Start of Block

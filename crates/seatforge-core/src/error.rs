//! Error types for SeatForge core state

use thiserror::Error;

use crate::domain::{GridSize, SeatPosition, StudentId};

/// Structural violations raised by the seat state model.
///
/// Every operation that returns one of these leaves its state unchanged.
#[derive(Debug, Clone, PartialEq, Eq, Error)]
pub enum SeatError {
    /// Fewer seats than students
    #[error("Insufficient seats: {seats} selected for {students} students")]
    InsufficientSeats { seats: usize, students: usize },

    /// Swap source is not on the seat map
    #[error("Student {0} is not seated")]
    StudentNotSeated(StudentId),

    /// Position is not one of the known seats
    #[error("Position {0} is not a seat")]
    UnknownSeat(SeatPosition),

    /// Seat already holds a student
    #[error("Seat {position} is already taken by student {occupant}")]
    SeatTaken {
        position: SeatPosition,
        occupant: StudentId,
    },

    /// Position lies outside the selectable grid
    #[error("Position {position} is outside the {size} grid")]
    OutOfGrid {
        position: SeatPosition,
        size: GridSize,
    },

    /// The same student id appears twice where identities must be unique
    #[error("Student {0} appears more than once")]
    DuplicateStudent(StudentId),

    /// Seat key string is not of the form `row-col`
    #[error("Invalid seat key: {0:?}")]
    InvalidSeatKey(String),
}

/// Result type alias for seat state operations
pub type Result<T> = std::result::Result<T, SeatError>;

End of Block

Try it:
Set down the lines above as they stand, starting with the first line and ending with the line that contains "its state unchanged.".

Task response:
filename crates/seatforge-core/src/error.rs
//! Error types for SeatForge core state

use thiserror::Error;

use crate::domain::{GridSize, SeatPosition, StudentId};

/// Structural violations raised by the seat state model.
///
/// Every operation that returns one of these leaves its state unchanged.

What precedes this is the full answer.